[llvm] r286724 - [Support] Add StringRef::find_lower and contains_lower.
Rui Ueyama via llvm-commits
llvm-commits at lists.llvm.org
Sun Nov 13 18:45:46 PST 2016
For example, you can do Boyer-Moore in case sensitive manner, can't you?
On Sat, Nov 12, 2016 at 12:20 PM, Zachary Turner <zturner at google.com> wrote:
> Is there a better one that doesn't require copying the string?
>
> On Sat, Nov 12, 2016 at 12:02 PM Rui Ueyama <ruiu at google.com> wrote:
>
>> On Sat, Nov 12, 2016 at 9:17 AM, Zachary Turner via llvm-commits <
>> llvm-commits at lists.llvm.org> wrote:
>>
>> Author: zturner
>> Date: Sat Nov 12 11:17:12 2016
>> New Revision: 286724
>>
>> URL: http://llvm.org/viewvc/llvm-project?rev=286724&view=rev
>> Log:
>> [Support] Add StringRef::find_lower and contains_lower.
>>
>> Differential Revision: https://reviews.llvm.org/D25299
>>
>> Modified:
>> llvm/trunk/include/llvm/ADT/StringRef.h
>> llvm/trunk/lib/Support/StringRef.cpp
>> llvm/trunk/unittests/ADT/StringRefTest.cpp
>>
>> Modified: llvm/trunk/include/llvm/ADT/StringRef.h
>> URL: http://llvm.org/viewvc/llvm-project/llvm/trunk/include/llvm/
>> ADT/StringRef.h?rev=286724&r1=286723&r2=286724&view=diff
>> ============================================================
>> ==================
>> --- llvm/trunk/include/llvm/ADT/StringRef.h (original)

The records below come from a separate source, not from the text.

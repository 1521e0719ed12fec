//! Descriptor to SQL.
//!
//! Every clause is rendered into one flat [`PostgresSQL`] chunk list. Bound
//! values stay inline as chunks until [`SQL::build`] numbers them, so values
//! of sub-queries spliced anywhere in the statement keep their textual order.

use std::{borrow::Cow, sync::Arc};

use relq_core::{CompileError, SQL, Statement, Token};

use super::{
    ConflictAction, CteBody, FromSource, InsertData, InsertSource, JoinItem, JoinKind, JoinTarget,
    LockStrength, LockWait, Query, QueryKind, ReturnType, SetOpKind, UpdateData,
};
use crate::{
    PostgresSQL,
    expr::{
        Aggregate, CmpOp, ColumnRef, Direction, Expr, Nulls, OrderItem, Over, SelectItem, WhereItem,
        WindowSpec, is_null,
    },
    relations::{ResolvedRelation, Schema},
    table::TableDef,
    values::PostgresValue,
};

/// Output column of a relation loaded through a lateral join.
const RELATION_COLUMN: &str = "r";
/// Alias of the rows aggregated inside that lateral join.
const RELATION_ROWS: &str = "__rows";

impl Query {
    /// Compiles the descriptor. The result is deterministic and holds the
    /// bound values in placeholder order.
    pub fn to_sql(&self) -> Result<PostgresSQL, CompileError> {
        self.check_shape()?;
        let ctx = Ctx::new(self);
        match &self.kind {
            QueryKind::Select => ctx.select(),
            QueryKind::Insert(data) => ctx.insert(data),
            QueryKind::Update(data) => ctx.update(data),
            QueryKind::Delete => ctx.delete(),
        }
    }

    /// Compiles into `{text, values}`.
    pub fn build(&self) -> Result<Statement<PostgresValue>, CompileError> {
        Ok(self.to_sql()?.build())
    }

    /// Value and pluck queries need exactly one selected expression; no
    /// select list means `*`, which is never a single column.
    fn check_shape(&self) -> Result<(), CompileError> {
        let count = self.select.as_ref().map_or(0, |items| items.len());
        match self.return_type {
            ReturnType::Value | ReturnType::ValueOrThrow if count != 1 => {
                Err(CompileError::ValueWithMultipleColumns { count })
            }
            ReturnType::Pluck if count != 1 => Err(CompileError::PluckWithMultipleColumns { count }),
            _ => Ok(()),
        }
    }

    /// `"col" IS NULL` for soft-delete tables, unless lifted.
    pub(crate) fn soft_delete_filter(&self) -> Option<WhereItem> {
        if self.include_deleted || self.is_insert() {
            return None;
        }
        let column = self.table_def()?.soft_delete.clone()?;
        Some(is_null(ColumnRef::new(column)))
    }

    /// User conditions followed by the soft-delete filter.
    pub(crate) fn effective_conditions(&self) -> Vec<WhereItem> {
        let mut conditions = self.wheres.as_ref().clone();
        conditions.extend(self.soft_delete_filter());
        conditions
    }

    /// Needs parentheses when used as an operand of a set operation.
    fn is_compound(&self) -> bool {
        !self.order.is_empty()
            || self.limit.is_some()
            || self.offset.is_some()
            || self.lock.is_some()
            || !self.set_ops.is_empty()
            || !self.with.is_empty()
    }
}

pub(crate) fn table_ident(schema: Option<&Cow<'static, str>>, table: &Cow<'static, str>) -> PostgresSQL {
    match schema {
        Some(schema) => SQL::qualified(schema.clone(), table.clone()),
        None => SQL::ident(table.clone()),
    }
}

fn ident_list(names: &[Cow<'static, str>]) -> PostgresSQL {
    SQL::join(names.iter().map(|name| SQL::ident(name.clone())), Token::COMMA)
}

/// Casts a literal to the column's type, falling back to the value's own
/// type when the column is unknown.
pub(crate) fn typed(def: Option<&TableDef>, column: &str, value: &Expr) -> Expr {
    let ty = def
        .and_then(|def| def.find_column(column))
        .map(|column| column.ty.cast_name())
        .or(match value {
            Expr::Value(value) => value.sql_type(),
            _ => None,
        });
    match (value, ty) {
        (Expr::Default, _) | (_, None) => value.clone(),
        (value, Some(ty)) => value.clone().cast(ty),
    }
}

/// Compilation context of one query level.
pub(crate) struct Ctx<'q> {
    pub(crate) query: &'q Query,
    /// Qualifier for unqualified columns; `None` renders them bare
    qualifier: Option<&'q str>,
}
//! Relation graph resolution.

use std::{borrow::Cow, sync::Arc};

use hashbrown::HashMap;
use relq_core::{CompileError, relq_trace_relation};

use super::{RelationDecl, RelationKind, RelationSpec, ResolvedRelation, RelationLink};
use crate::{query::Query, table::TableDef};

/// Index of a table inside its [`Schema`].
#[derive(Debug, Clone, Copy, PartialEq, Eq, Hash, PartialOrd, Ord)]
pub struct TableId(pub(crate) usize);

/// Registered tables plus their resolved relations. Read-only once built.
#[derive(Debug)]
pub struct Schema {
    tables: Vec<Arc<TableDef>>,
    relations: Vec<HashMap<String, Arc<ResolvedRelation>>>,
}

impl Schema {
    pub fn builder() -> SchemaBuilder {
        SchemaBuilder::default()
    }

    pub fn table_def(&self, id: TableId) -> &TableDef {
        &self.tables[id.0]
    }

    pub fn tables(&self) -> impl Iterator<Item = (TableId, &TableDef)> {
        self.tables
            .iter()
            .enumerate()
            .map(|(index, def)| (TableId(index), def.as_ref()))
    }

    /// Looks a table up by `name` or `schema.name`.
    pub fn table_id(&self, name: &str) -> Result<TableId, CompileError> {
        match find_tables(&self.tables, name).as_slice() {
            [id] => Ok(*id),
            [] => Err(CompileError::UnknownTable(name.to_owned())),
            _ => Err(CompileError::DuplicateTable(name.to_owned())),
        }
    }

    pub fn relation(&self, table: TableId, name: &str) -> Option<&Arc<ResolvedRelation>> {
        self.relations.get(table.0)?.get(name)
    }

    pub fn relations(&self, table: TableId) -> impl Iterator<Item = &Arc<ResolvedRelation>> {
        self.relations.get(table.0).into_iter().flat_map(HashMap::values)
    }

    /// A fresh query over a registered table.
    pub fn query(self: &Arc<Self>, name: &str) -> Result<Query, CompileError> {
        Ok(self.query_for(self.table_id(name)?))
    }

    pub fn query_for(self: &Arc<Self>, id: TableId) -> Query {
        Query::for_table(Arc::clone(self), id)
    }
}

fn find_tables(tables: &[Arc<TableDef>], name: &str) -> Vec<TableId> {
    let qualified = name.contains('.');
    tables
        .iter()
        .enumerate()
        .filter(|(_, def)| {
            if qualified {
                def.qualified_name() == name
            } else {
                def.name == name
            }
        })
        .map(|(index, _)| TableId(index))
        .collect()
}

/// Collects table definitions, then resolves every declared relation at once.
#[derive(Debug, Default)]
pub struct SchemaBuilder {
    tables: Vec<TableDef>,
}

type Key = (TableId, String);

struct Resolver<'a> {
    tables: &'a [Arc<TableDef>],
    resolved: Vec<HashMap<String, Arc<ResolvedRelation>>>,
    /// Pending through-relations, keyed by the relation they wait for
    deferred: HashMap<Key, Vec<(TableId, usize)>>,
    /// Reverse of `deferred`: what each pending relation waits for
    blocked_on: HashMap<Key, Key>,
}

>> +++ llvm/trunk/include/llvm/ADT/StringRef.h Sat Nov 12 11:17:12 2016
>> @@ -286,6 +286,12 @@ namespace llvm {
>> return npos;
>> }
>>
>> + /// Search for the first character \p C in the string, ignoring case.
>> + ///
>> + /// \returns The index of the first occurrence of \p C, or npos if
>> not
>> + /// found.
>> + size_t find_lower(char C, size_t From = 0) const;
>> +
>> /// Search for the first character satisfying the predicate \p F
>> ///
>> /// \returns The index of the first character satisfying \p F
>> starting from
>> @@ -318,6 +324,12 @@ namespace llvm {
>> /// found.
>> size_t find(StringRef Str, size_t From = 0) const;
>>
>> + /// Search for the first string \p Str in the string, ignoring case.
>> + ///
>> + /// \returns The index of the first occurrence of \p Str, or npos if
>> not
>> + /// found.
>> + size_t find_lower(StringRef Str, size_t From = 0) const;
>> +
>> /// Search for the last character \p C in the string.
>> ///
>> /// \returns The index of the last occurrence of \p C, or npos if not
>> @@ -333,12 +345,24 @@ namespace llvm {
>> return npos;
>> }
>>
>> + /// Search for the last character \p C in the string, ignoring case.
>> + ///
>> + /// \returns The index of the last occurrence of \p C, or npos if not
>> + /// found.
>> + size_t rfind_lower(char C, size_t From = npos) const;
>> +
>> /// Search for the last string \p Str in the string.
>> ///
>> /// \returns The index of the last occurrence of \p Str, or npos if
>> not
>> /// found.
>> size_t rfind(StringRef Str) const;
>>
>> + /// Search for the last string \p Str in the string, ignoring case.
>> + ///
>> + /// \returns The index of the last occurrence of \p Str, or npos if
>> not
>> + /// found.
>> + size_t rfind_lower(StringRef Str) const;
>> +
>> /// Find the first character in the string that is \p C, or npos if
>> not
>> /// found. Same as find.
>> size_t find_first_of(char C, size_t From = 0) const {
>> @@ -393,6 +417,18 @@ namespace llvm {
>> LLVM_ATTRIBUTE_ALWAYS_INLINE
>> bool contains(char C) const { return find_first_of(C) != npos; }
>>
>> + /// Return true if the given string is a substring of *this, and
>> false
>> + /// otherwise.
>> + LLVM_ATTRIBUTE_ALWAYS_INLINE
>> + bool contains_lower(StringRef Other) const {
>> + return find_lower(Other) != npos;
>> + }
>> +
>> + /// Return true if the given character is contained in *this, and
>> false
>> + /// otherwise.
>> + LLVM_ATTRIBUTE_ALWAYS_INLINE
>> + bool contains_lower(char C) const { return find_lower(C) != npos; }
>> +
>> /// @}
>> /// @name Helpful Algorithms
>> /// @{
>>
>> Modified: llvm/trunk/lib/Support/StringRef.cpp
>> URL: http://llvm.org/viewvc/llvm-project/llvm/trunk/lib/Support/
>> StringRef.cpp?rev=286724&r1=286723&r2=286724&view=diff
>> ============================================================
>> ==================
>> --- llvm/trunk/lib/Support/StringRef.cpp (original)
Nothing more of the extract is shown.